Bislang würden viele Pädagogen und Schulleitungen sich zurückhalten, über religiös motivierte Auseinandersetzungen an die Schulverwaltung oder die Presse zu berichten, sagte die Mitgründerin einer liberalen Moscheegemeinde weiter. Es bestehe die verbreitete Sorge, dann selbst als islamfeindlich oder Rassist dargestellt zu werden. Jede kleine Nachfrage eines Lehrers oder einer Lehrerin an orthodoxe Eltern reiche aus, dass die Lehrkraft "ganz schnell als islamfeindlich oder rassistisch stigmatisiert wird", sagte Ates: "Deshalb brauchen wir eine ehrliche Debatte darüber, damit nicht alles mit der Islamfeindlichkeitskeule und der Rassismuskeule unterbunden wird."

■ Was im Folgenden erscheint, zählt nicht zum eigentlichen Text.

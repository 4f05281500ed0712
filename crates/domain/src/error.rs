//! Domain error types.

use common::EntityId;
use thiserror::Error;

/// Errors raised by repositories and the totals calculator.
#[derive(Debug, Error)]
pub enum DomainError {
    /// The requested entity does not exist.
    #[error("{entity} not found: {id}")]
    NotFound { entity: &'static str, id: EntityId },

    /// The entity exists but a relation required for enrichment is absent.
    #[error("{entity} {id} has no {relation}")]
    MissingRelation {
        entity: &'static str,
        id: EntityId,
        relation: &'static str,
    },

    /// The backing repository failed (network, database, ...).
    #[error("Repository error: {0}")]
    Repository(String),

    /// Scaling an amount left the representable range.
    #[error("Amount {amount} scaled by rate {rate} overflows")]
    AmountOverflow { amount: i64, rate: f64 },

    /// The totals calculator could not compute a total.
    #[error("Totals error: {0}")]
    Totals(String),
}

impl DomainError {
    /// Returns true if this error means the aggregate itself is unknown.
    pub fn is_not_found(&self) -> bool {
        matches!(self, DomainError::NotFound { .. })
    }
}
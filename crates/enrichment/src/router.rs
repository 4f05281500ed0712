//! Event to fetcher routing.

use serde_json::Value;

use crate::context::TemplateContext;
use crate::error::Result;
use crate::event::NotificationEvent;
use crate::fetchers::{account, claim, gift_card, order, restock, returns, swap};
use crate::sources::AggregateSources;

/// Maps every known event to exactly one fetcher.
#[derive(Clone)]
pub struct EventRouter {
    sources: AggregateSources,
}

impl EventRouter {
    pub fn new(sources: AggregateSources) -> Self {
        Self { sources }
    }

    pub fn sources(&self) -> &AggregateSources {
        &self.sources
    }

    /// Builds the template context for an event.
    ///
    /// Unknown events produce an empty context without touching any
    /// repository.
    #[tracing::instrument(skip(self, event), fields(event = event.name()))]
    pub async fn dispatch(&self, event: &NotificationEvent) -> Result<TemplateContext> {
        let start = std::time::Instant::now();
        let sources = &self.sources;

        let context = match event {
            NotificationEvent::OrderPlaced(data) => order::placed(sources, data).await,
            NotificationEvent::OrderCanceled(data) => order::canceled(sources, data).await,
            NotificationEvent::OrderShipmentCreated(data) => {
                order::shipment_created(sources, data).await
            }
            NotificationEvent::OrderGiftCardCreated(data)
            | NotificationEvent::GiftCardCreated(data) => gift_card::created(sources, data).await,
            NotificationEvent::OrderReturnRequested(data)
            | NotificationEvent::OrderItemsReturned(data) => {
                returns::requested(sources, data).await
            }
            NotificationEvent::SwapCreated(data) => swap::created(sources, data).await,
            NotificationEvent::SwapReceived(data) => swap::received(sources, data).await,
            NotificationEvent::SwapShipmentCreated(data) => {
                swap::shipment_created(sources, data).await
            }
            NotificationEvent::ClaimShipmentCreated(data) => {
                claim::shipment_created(sources, data).await
            }
            NotificationEvent::UserPasswordReset(data) => account::user_password_reset(data),
            NotificationEvent::CustomerPasswordReset(data) => {
                account::customer_password_reset(data)
            }
            NotificationEvent::InviteCreated(data) => account::invite_created(data),
            NotificationEvent::RestockNotificationRestocked(data) => {
                restock::restocked(sources, data).await
            }
            NotificationEvent::Unknown(name) => {
                tracing::debug!(event = %name, "No fetcher for event");
                Ok(TemplateContext::empty())
            }
        };

        match &context {
            Ok(_) => metrics::counter!("enrichment_contexts_built").increment(1),
            Err(error) => {
                tracing::warn!(%error, "Enrichment failed");
                metrics::counter!("enrichment_failures_total").increment(1);
            }
        }
        metrics::histogram!("enrichment_duration_seconds").record(start.elapsed().as_secs_f64());

        context
    }

    /// Parses a raw payload for `name` and dispatches it.
    pub async fn dispatch_raw(&self, name: &str, payload: Value) -> Result<TemplateContext> {
        let event = NotificationEvent::parse(name, payload)?;
        self.dispatch(&event).await
    }
}
//! Enrichment error types.

use domain::DomainError;
use thiserror::Error;

/// Errors that can occur while building a template context.
#[derive(Debug, Error)]
pub enum EnrichmentError {
    /// An aggregate could not be loaded or totalled.
    #[error("Domain error: {0}")]
    Domain(#[from] DomainError),

    /// The event payload does not match the event's payload shape.
    #[error("Invalid payload for {event}: {source}")]
    InvalidPayload {
        event: &'static str,
        source: serde_json::Error,
    },

    /// A context field could not be serialized.
    #[error("Serialization error: {0}")]
    Serialization(#[from] serde_json::Error),

    /// A value spread into a context did not serialize to a JSON object.
    #[error("Cannot spread non-object value into context field set: {0}")]
    NotAnObject(&'static str),
}

impl EnrichmentError {
    /// Returns true if the referenced aggregate does not exist.
    pub fn is_not_found(&self) -> bool {
        matches!(self, EnrichmentError::Domain(e) if e.is_not_found())
    }
}

/// Result type for enrichment operations.
pub type Result<T> = std::result::Result<T, EnrichmentError>;
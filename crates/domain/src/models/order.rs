use chrono::{DateTime, Utc};
use common::EntityId;
use serde::{Deserialize, Serialize};

use super::catalog::{GiftCard, Region};
use super::line_item::LineItem;
use super::returns::{ReturnRequest, ShippingMethod};

/// Postal address.
#[derive(Debug, Clone, Default, PartialEq, Eq, Serialize, Deserialize)]
pub struct Address {
    #[serde(default)]
    pub first_name: Option<String>,
    #[serde(default)]
    pub last_name: Option<String>,
    #[serde(default)]
    pub company: Option<String>,
    #[serde(default)]
    pub address_1: Option<String>,
    #[serde(default)]
    pub address_2: Option<String>,
    #[serde(default)]
    pub city: Option<String>,
    #[serde(default)]
    pub province: Option<String>,
    #[serde(default)]
    pub postal_code: Option<String>,
    #[serde(default)]
    pub country_code: Option<String>,
    #[serde(default)]
    pub phone: Option<String>,
}

#[derive(Debug, Clone, Default, PartialEq, Eq, Serialize, Deserialize)]
pub struct Customer {
    pub id: EntityId,
    pub email: String,
    #[serde(default)]
    pub first_name: Option<String>,
    #[serde(default)]
    pub last_name: Option<String>,
}

/// How a discount rule's `value` is interpreted.
#[derive(Debug, Clone, Copy, Default, PartialEq, Eq, Serialize, Deserialize)]
#[serde(rename_all = "snake_case")]
pub enum DiscountRuleType {
    /// `value` is a percentage.
    Percentage,
    /// `value` is an amount in the order currency.
    #[default]
    Fixed,
    FreeShipping,
}

#[derive(Debug, Clone, Default, PartialEq, Eq, Serialize, Deserialize)]
pub struct DiscountRule {
    #[serde(rename = "type")]
    pub kind: DiscountRuleType,
    pub value: i64,
    #[serde(default)]
    pub description: Option<String>,
}

#[derive(Debug, Clone, Default, PartialEq, Eq, Serialize, Deserialize)]
pub struct Discount {
    pub id: EntityId,
    pub code: String,
    pub rule: DiscountRule,
}

impl Discount {
    /// Creates a discount with a rule.
    pub fn new(
        id: impl Into<EntityId>,
        code: impl Into<String>,
        kind: DiscountRuleType,
        value: i64,
    ) -> Self {
        Self {
            id: id.into(),
            code: code.into(),
            rule: DiscountRule {
                kind,
                value,
                description: None,
            },
        }
    }
}

#[derive(Debug, Clone, Default, PartialEq, Eq, Serialize, Deserialize)]
pub struct Payment {
    pub id: EntityId,
    pub amount: i64,
    pub currency_code: String,
    #[serde(default)]
    pub provider_id: String,
}

#[derive(Debug, Clone, Default, PartialEq, Eq, Serialize, Deserialize)]
pub struct Fulfillment {
    pub id: EntityId,
    #[serde(default)]
    pub provider_id: String,
    #[serde(default)]
    pub tracking_numbers: Vec<String>,
    #[serde(default)]
    pub shipped_at: Option<DateTime<Utc>>,
}

/// An order with whichever relations the repository loaded.
///
/// The stored totals (`subtotal`, `tax_total`, ...) are the host's own
/// figures; fetchers that need tax-inclusive per-line numbers recompute them
/// through a totals calculator instead.
#[derive(Debug, Clone, Default, PartialEq, Serialize, Deserialize)]
pub struct Order {
    pub id: EntityId,
    #[serde(default)]
    pub display_id: Option<i64>,
    pub email: String,
    pub currency_code: String,
    /// Cart the order was placed from; carries the shopping-session context.
    #[serde(default)]
    pub cart_id: Option<EntityId>,
    /// Order-level tax rate as stored by the host.
    #[serde(default)]
    pub tax_rate: Option<f64>,
    #[serde(default)]
    pub created_at: DateTime<Utc>,
    #[serde(default)]
    pub customer: Option<Customer>,
    #[serde(default)]
    pub billing_address: Option<Address>,
    #[serde(default)]
    pub shipping_address: Option<Address>,
    #[serde(default)]
    pub region: Option<Region>,
    #[serde(default)]
    pub items: Vec<LineItem>,
    #[serde(default)]
    pub discounts: Vec<Discount>,
    #[serde(default)]
    pub gift_cards: Vec<GiftCard>,
    #[serde(default)]
    pub shipping_methods: Vec<ShippingMethod>,
    #[serde(default)]
    pub payments: Vec<Payment>,
    #[serde(default)]
    pub fulfillments: Vec<Fulfillment>,
    #[serde(default)]
    pub returns: Vec<ReturnRequest>,
    #[serde(default)]
    pub subtotal: i64,
    #[serde(default)]
    pub tax_total: Option<i64>,
    #[serde(default)]
    pub discount_total: i64,
    #[serde(default)]
    pub shipping_total: i64,
    #[serde(default)]
    pub gift_card_total: i64,
    #[serde(default)]
    pub refunded_total: i64,
    #[serde(default)]
    pub total: i64,
    #[serde(default)]
    pub refundable_amount: Option<i64>,
}

impl Order {
    /// Creates an order with no relations loaded.
    pub fn new(
        id: impl Into<EntityId>,
        email: impl Into<String>,
        currency_code: impl Into<String>,
    ) -> Self {
        Self {
            id: id.into(),
            email: email.into(),
            currency_code: currency_code.into(),
            ..Default::default()
        }
    }
}
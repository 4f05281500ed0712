//! Health check endpoint.

use axum::Json;
use serde::Serialize;

#[derive(Serialize)]
pub struct HealthResponse {
    pub status: &'static str,
    pub version: &'static str,
}

/// `GET /health`: returns service health status.
pub async fn check() -> Json<HealthResponse> {
    Json(HealthResponse {
        status: "ok",
        version: env!("CARGO_PKG_VERSION"),
    })
}
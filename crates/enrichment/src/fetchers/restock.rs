//! Back-in-stock notifications.

use domain::RetrieveConfig;

use super::missing_relation;
use crate::context::{TemplateContext, normalize_thumbnail};
use crate::error::Result;
use crate::event::RestockEventData;
use crate::sources::AggregateSources;

/// Builds the shared context for every subscriber of a restocked variant.
///
/// The context has no `email`; callers address one mail per subscriber.
#[tracing::instrument(skip(sources, data), fields(variant_id = %data.variant_id, subscribers = data.emails.len()))]
pub async fn restocked(
    sources: &AggregateSources,
    data: &RestockEventData,
) -> Result<TemplateContext> {
    let config = RetrieveConfig::new().relations(["product"]);
    let variant = sources.variants.retrieve(&data.variant_id, &config).await?;
    let product = variant
        .product
        .as_ref()
        .ok_or_else(|| missing_relation("product_variant", &variant.id, "product"))?;

    let product = TemplateContext::builder()
        .spread("product", product)?
        .field("thumbnail", normalize_thumbnail(product.thumbnail.as_deref()))?
        .build();

    Ok(TemplateContext::builder()
        .field("product", product)?
        .field("variant", &variant)?
        .field("variant_id", &data.variant_id)?
        .field("emails", &data.emails)?
        .build())
}
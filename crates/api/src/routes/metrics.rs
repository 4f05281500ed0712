//! Prometheus metrics endpoint.

use axum::extract::State;
use axum::http::{StatusCode, header};
use axum::response::IntoResponse;
use metrics_exporter_prometheus::PrometheusHandle;

const PROMETHEUS_TEXT: &str = "text/plain; version=0.0.4; charset=utf-8";

/// `GET /metrics`: renders enrichment and delivery metrics.
pub async fn get(State(handle): State<PrometheusHandle>) -> impl IntoResponse {
    (
        StatusCode::OK,
        [(header::CONTENT_TYPE, PROMETHEUS_TEXT)],
        handle.render(),
    )
}
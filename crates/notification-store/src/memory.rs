use std::sync::Arc;

use async_trait::async_trait;
use tokio::sync::RwLock;

use crate::{
    NotificationId, NotificationQuery, NotificationRecord, NotificationStoreError, Result,
    store::NotificationStore,
};

/// In-memory notification store for tests and local wiring.
///
/// Provides the same interface as the PostgreSQL implementation.
#[derive(Clone, Default)]
pub struct InMemoryNotificationStore {
    records: Arc<RwLock<Vec<NotificationRecord>>>,
}

impl InMemoryNotificationStore {
    pub fn new() -> Self {
        Self::default()
    }

    /// Returns the total number of records stored.
    pub async fn record_count(&self) -> usize {
        self.records.read().await.len()
    }

    /// Returns every record in insertion order.
    pub async fn records(&self) -> Vec<NotificationRecord> {
        self.records.read().await.clone()
    }

    pub async fn clear(&self) {
        self.records.write().await.clear();
    }
}

fn record_matches(record: &NotificationRecord, query: &NotificationQuery) -> bool {
    if let Some(ref name) = query.event_name
        && &record.event_name != name
    {
        return false;
    }
    if let Some(ref to) = query.to
        && record.to.as_ref() != Some(to)
    {
        return false;
    }
    if let Some(parent) = query.parent_id
        && record.parent_id != Some(parent)
    {
        return false;
    }
    if let Some(from) = query.from_timestamp
        && record.created_at < from
    {
        return false;
    }
    if let Some(to) = query.to_timestamp
        && record.created_at > to
    {
        return false;
    }
    true
}

#[async_trait]
impl NotificationStore for InMemoryNotificationStore {
    async fn append(&self, record: NotificationRecord) -> Result<NotificationId> {
        let mut records = self.records.write().await;

        if records.iter().any(|r| r.id == record.id) {
            return Err(NotificationStoreError::Duplicate(record.id));
        }
        if let Some(parent) = record.parent_id
            && !records.iter().any(|r| r.id == parent)
        {
            return Err(NotificationStoreError::ParentNotFound(parent));
        }

        let id = record.id;
        records.push(record);
        metrics::counter!("notification_store_appends").increment(1);
        Ok(id)
    }

    async fn get(&self, id: NotificationId) -> Result<Option<NotificationRecord>> {
        let records = self.records.read().await;
        Ok(records.iter().find(|r| r.id == id).cloned())
    }

    async fn query(&self, query: NotificationQuery) -> Result<Vec<NotificationRecord>> {
        let records = self.records.read().await;
        let mut found: Vec<_> = records
            .iter()
            .filter(|r| record_matches(r, &query))
            .cloned()
            .collect();

        // Stable sort keeps insertion order for equal timestamps
        found.sort_by_key(|r| r.created_at);

        let offset = query.offset.unwrap_or(0);
        let limit = query.limit.unwrap_or(usize::MAX);
        Ok(found.into_iter().skip(offset).take(limit).collect())
    }
}
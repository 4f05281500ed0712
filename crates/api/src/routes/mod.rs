//! HTTP route handlers.

pub mod events;
pub mod health;
pub mod metrics;
pub mod notifications;
pub mod smtp;

use std::sync::Arc;

use notification_store::NotificationStore;
use notifier::{NotificationAssembler, NotificationSubscriber};

use crate::tasks::BackgroundTasks;

/// Shared application state accessible from all handlers.
pub struct AppState {
    pub assembler: NotificationAssembler,
    pub subscriber: NotificationSubscriber,
    pub store: Arc<dyn NotificationStore>,
    /// Event handling still running after ingress answered.
    pub tasks: BackgroundTasks,
}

Lehrkräfte auf Gespräche vorbereiten
Lehrer und Lehrerinnen müssten im Rahmen ihrer Ausbildung auf Gespräche mit Strenggläubigen vorbereitet werden, forderte Ates: "Die Idee einer multikulturellen Gesellschaft, wo viele Religionen miteinander auskommen müssen, auch in der Schule, diese Idee existiert noch nicht so lange." Für Lehrerinnen und Lehrer im Alter jenseits der 40 sei Deutschland lange kein Einwanderungsland gewesen, sagte die Buchautorin, die als Sechsjährige aus der Türkei nach Deutschland gezogen ist.
Dabei wendet sich Ates gar nicht grundsätzlich gegen religiöse Symbole im Schulalltag: "Der Idealfall wäre für mich als gläubiger Mensch, wenn Angehörige verschiedener Religionen und Weltanschauungen alle miteinander friedlich ihre Symbole tragen, ohne dass es Probleme gibt." Dies entspreche aber nicht der aktuellen Lage: "Als Opferanwältin kenne ich viele, die unter Mobbing und Diskriminierung von Orthodoxen leiden", sagte die Juristin.
Ates stand zuletzt massiv in der Kritik. Im Dezember war bekanntgeworden, dass sie vom Betreiber des Berliner Bordells "Artemis" einen Privatkredit über 45.000 Euro angenommen hatte. Ates hatte dort für ein Buch über Prostitution recherchiert. In einem Interview mit der Wochenzeitung "Die Zeit" erklärte sie Ende Dezember, dieser Kredit sei "falsch und unpassend" gewesen, wie sie inzwischen einsehe.